TASK INPUT:
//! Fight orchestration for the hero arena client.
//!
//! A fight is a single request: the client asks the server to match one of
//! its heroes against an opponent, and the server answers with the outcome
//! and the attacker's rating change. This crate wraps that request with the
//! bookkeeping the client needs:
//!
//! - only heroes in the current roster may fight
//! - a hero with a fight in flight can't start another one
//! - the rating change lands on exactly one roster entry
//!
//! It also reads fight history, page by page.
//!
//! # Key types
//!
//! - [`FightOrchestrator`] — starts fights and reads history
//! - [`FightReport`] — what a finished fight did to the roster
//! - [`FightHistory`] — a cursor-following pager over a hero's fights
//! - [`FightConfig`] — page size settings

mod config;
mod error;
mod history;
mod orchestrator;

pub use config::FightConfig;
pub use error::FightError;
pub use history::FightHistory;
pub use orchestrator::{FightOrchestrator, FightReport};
==
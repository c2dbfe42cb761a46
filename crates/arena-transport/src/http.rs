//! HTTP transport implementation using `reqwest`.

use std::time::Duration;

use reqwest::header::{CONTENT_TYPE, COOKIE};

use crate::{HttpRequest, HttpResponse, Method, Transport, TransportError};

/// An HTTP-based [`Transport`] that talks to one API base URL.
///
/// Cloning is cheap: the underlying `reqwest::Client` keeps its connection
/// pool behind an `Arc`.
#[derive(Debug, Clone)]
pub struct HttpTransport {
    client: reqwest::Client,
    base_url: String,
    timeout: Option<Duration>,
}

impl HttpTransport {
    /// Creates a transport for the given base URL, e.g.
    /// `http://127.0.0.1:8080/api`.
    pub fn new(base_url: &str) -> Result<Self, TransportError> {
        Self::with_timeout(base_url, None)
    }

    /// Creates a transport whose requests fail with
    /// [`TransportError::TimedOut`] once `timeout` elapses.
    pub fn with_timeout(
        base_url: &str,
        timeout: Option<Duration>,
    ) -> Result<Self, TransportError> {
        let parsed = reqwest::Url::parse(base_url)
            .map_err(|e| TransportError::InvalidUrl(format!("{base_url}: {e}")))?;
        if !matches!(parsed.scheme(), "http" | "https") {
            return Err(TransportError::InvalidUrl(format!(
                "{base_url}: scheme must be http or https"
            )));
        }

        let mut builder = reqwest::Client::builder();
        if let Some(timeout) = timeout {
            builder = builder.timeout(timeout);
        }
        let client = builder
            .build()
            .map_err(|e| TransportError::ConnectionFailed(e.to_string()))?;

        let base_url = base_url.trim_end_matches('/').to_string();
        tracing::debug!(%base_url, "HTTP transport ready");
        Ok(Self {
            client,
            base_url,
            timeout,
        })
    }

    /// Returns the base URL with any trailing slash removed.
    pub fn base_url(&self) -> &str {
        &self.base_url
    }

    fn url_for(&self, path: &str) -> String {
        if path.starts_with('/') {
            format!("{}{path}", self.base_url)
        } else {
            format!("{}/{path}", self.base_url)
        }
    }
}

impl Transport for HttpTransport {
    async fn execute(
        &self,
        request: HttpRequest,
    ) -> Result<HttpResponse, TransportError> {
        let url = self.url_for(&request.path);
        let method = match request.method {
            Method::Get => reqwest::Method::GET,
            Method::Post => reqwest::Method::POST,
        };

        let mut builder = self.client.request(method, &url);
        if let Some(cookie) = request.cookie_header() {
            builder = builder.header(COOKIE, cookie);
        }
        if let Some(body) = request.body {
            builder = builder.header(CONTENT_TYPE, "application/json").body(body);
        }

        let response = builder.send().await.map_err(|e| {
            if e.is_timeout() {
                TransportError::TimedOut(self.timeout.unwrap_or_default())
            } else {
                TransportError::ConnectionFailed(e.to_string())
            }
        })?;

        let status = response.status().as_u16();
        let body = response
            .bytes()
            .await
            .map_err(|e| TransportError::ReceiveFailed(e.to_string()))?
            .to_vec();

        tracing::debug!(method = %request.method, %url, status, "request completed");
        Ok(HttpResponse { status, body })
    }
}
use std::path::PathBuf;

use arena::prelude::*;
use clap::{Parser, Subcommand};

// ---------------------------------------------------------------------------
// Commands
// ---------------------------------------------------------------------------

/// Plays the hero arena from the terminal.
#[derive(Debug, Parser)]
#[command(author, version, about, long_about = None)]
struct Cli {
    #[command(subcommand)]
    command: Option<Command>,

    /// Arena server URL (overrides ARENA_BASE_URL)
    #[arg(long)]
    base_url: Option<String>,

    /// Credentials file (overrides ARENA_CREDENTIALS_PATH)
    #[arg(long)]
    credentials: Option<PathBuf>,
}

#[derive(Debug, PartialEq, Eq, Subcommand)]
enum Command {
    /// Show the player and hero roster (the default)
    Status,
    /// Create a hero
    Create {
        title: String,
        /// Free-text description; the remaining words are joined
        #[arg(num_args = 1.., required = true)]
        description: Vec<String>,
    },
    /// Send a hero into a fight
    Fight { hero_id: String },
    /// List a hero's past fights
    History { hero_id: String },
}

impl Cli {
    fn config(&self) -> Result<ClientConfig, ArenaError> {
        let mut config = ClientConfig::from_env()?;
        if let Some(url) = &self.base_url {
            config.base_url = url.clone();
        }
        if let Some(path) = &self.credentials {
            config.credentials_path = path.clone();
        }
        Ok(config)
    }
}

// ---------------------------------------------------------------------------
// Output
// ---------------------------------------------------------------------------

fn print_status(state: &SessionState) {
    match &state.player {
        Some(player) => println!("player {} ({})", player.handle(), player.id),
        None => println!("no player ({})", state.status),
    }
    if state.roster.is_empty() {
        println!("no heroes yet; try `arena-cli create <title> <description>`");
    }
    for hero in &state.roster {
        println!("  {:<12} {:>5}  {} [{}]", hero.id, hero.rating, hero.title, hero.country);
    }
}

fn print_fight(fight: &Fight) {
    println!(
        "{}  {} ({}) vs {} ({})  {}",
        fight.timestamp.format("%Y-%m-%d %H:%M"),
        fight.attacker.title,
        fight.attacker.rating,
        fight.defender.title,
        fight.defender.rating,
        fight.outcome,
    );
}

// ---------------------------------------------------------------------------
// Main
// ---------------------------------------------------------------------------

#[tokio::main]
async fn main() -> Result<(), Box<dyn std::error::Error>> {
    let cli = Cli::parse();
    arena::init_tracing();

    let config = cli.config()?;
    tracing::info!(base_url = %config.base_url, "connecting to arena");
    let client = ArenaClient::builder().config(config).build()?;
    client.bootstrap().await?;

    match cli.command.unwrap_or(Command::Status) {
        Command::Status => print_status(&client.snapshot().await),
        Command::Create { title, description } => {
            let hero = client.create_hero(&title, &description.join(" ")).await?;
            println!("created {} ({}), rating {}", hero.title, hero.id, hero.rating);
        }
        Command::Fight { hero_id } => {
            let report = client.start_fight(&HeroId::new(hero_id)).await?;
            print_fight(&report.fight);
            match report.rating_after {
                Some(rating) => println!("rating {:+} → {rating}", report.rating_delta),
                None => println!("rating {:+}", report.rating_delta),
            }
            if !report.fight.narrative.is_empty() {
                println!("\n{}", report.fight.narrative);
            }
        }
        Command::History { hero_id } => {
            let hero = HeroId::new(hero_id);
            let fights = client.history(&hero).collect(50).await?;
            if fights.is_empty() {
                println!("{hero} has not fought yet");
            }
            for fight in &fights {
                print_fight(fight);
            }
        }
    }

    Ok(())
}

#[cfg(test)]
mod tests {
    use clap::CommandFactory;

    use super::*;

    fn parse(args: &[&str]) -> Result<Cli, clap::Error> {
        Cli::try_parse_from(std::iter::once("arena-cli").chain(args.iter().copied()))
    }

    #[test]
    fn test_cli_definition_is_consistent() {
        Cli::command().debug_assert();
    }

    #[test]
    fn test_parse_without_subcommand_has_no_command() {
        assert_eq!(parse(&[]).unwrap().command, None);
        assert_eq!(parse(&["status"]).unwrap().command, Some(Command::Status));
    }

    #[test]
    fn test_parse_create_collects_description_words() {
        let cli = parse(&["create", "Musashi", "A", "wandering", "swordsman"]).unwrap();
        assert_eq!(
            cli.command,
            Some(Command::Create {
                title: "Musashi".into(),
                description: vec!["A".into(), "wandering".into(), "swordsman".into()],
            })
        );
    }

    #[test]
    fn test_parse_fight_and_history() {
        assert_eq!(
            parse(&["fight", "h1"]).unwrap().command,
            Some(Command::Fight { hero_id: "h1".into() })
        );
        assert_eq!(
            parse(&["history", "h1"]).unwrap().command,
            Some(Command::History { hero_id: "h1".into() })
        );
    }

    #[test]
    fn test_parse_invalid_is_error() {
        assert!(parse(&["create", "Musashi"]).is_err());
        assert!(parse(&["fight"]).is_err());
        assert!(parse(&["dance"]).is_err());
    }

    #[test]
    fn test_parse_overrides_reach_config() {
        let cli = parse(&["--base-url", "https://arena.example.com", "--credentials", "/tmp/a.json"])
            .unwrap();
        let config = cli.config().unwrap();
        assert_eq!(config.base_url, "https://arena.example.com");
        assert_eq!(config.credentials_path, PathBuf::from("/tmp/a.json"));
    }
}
==
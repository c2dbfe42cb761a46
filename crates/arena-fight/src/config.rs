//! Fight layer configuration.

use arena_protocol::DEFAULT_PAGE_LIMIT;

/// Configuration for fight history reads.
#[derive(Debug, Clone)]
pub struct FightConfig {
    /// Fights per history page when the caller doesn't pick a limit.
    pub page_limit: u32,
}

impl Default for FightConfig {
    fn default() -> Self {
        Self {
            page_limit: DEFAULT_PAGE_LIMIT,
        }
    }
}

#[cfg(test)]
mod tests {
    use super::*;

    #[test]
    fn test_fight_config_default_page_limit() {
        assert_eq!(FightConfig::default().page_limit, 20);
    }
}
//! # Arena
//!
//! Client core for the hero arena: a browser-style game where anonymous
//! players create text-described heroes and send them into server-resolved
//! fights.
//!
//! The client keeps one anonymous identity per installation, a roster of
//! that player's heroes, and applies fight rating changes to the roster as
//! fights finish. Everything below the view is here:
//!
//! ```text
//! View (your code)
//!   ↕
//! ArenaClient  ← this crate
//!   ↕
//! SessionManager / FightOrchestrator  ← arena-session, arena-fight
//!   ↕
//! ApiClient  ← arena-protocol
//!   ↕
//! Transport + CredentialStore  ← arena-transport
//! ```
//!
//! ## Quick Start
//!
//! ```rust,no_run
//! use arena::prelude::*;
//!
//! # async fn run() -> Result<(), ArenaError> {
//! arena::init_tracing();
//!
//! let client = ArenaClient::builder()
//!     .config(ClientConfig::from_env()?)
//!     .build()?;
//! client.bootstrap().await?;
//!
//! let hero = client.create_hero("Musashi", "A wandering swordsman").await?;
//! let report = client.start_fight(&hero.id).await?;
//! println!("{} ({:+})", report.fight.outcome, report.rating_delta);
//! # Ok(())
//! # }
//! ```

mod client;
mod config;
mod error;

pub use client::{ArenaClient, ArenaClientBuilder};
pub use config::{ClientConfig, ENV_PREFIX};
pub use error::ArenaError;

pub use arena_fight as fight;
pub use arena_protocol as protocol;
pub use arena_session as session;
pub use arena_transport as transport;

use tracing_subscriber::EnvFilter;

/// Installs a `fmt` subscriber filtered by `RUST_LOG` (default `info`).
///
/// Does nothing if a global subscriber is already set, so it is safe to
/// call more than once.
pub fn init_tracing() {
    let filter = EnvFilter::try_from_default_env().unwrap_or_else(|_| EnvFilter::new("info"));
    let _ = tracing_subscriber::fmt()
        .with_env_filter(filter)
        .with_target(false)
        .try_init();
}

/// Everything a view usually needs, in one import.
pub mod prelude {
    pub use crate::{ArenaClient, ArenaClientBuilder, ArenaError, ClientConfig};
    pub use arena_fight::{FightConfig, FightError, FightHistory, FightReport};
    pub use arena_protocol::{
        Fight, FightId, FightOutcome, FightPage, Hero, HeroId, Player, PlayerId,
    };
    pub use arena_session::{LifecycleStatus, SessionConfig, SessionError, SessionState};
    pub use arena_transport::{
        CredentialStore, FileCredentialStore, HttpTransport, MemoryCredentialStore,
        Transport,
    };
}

TASK PROMPT: Collect every line with the string "CredentialStore" from the records, and copy each.

ANSWER SECTION:
//! Transport + CredentialStore  ← arena-transport
        CredentialStore, FileCredentialStore, HttpTransport, MemoryCredentialStore,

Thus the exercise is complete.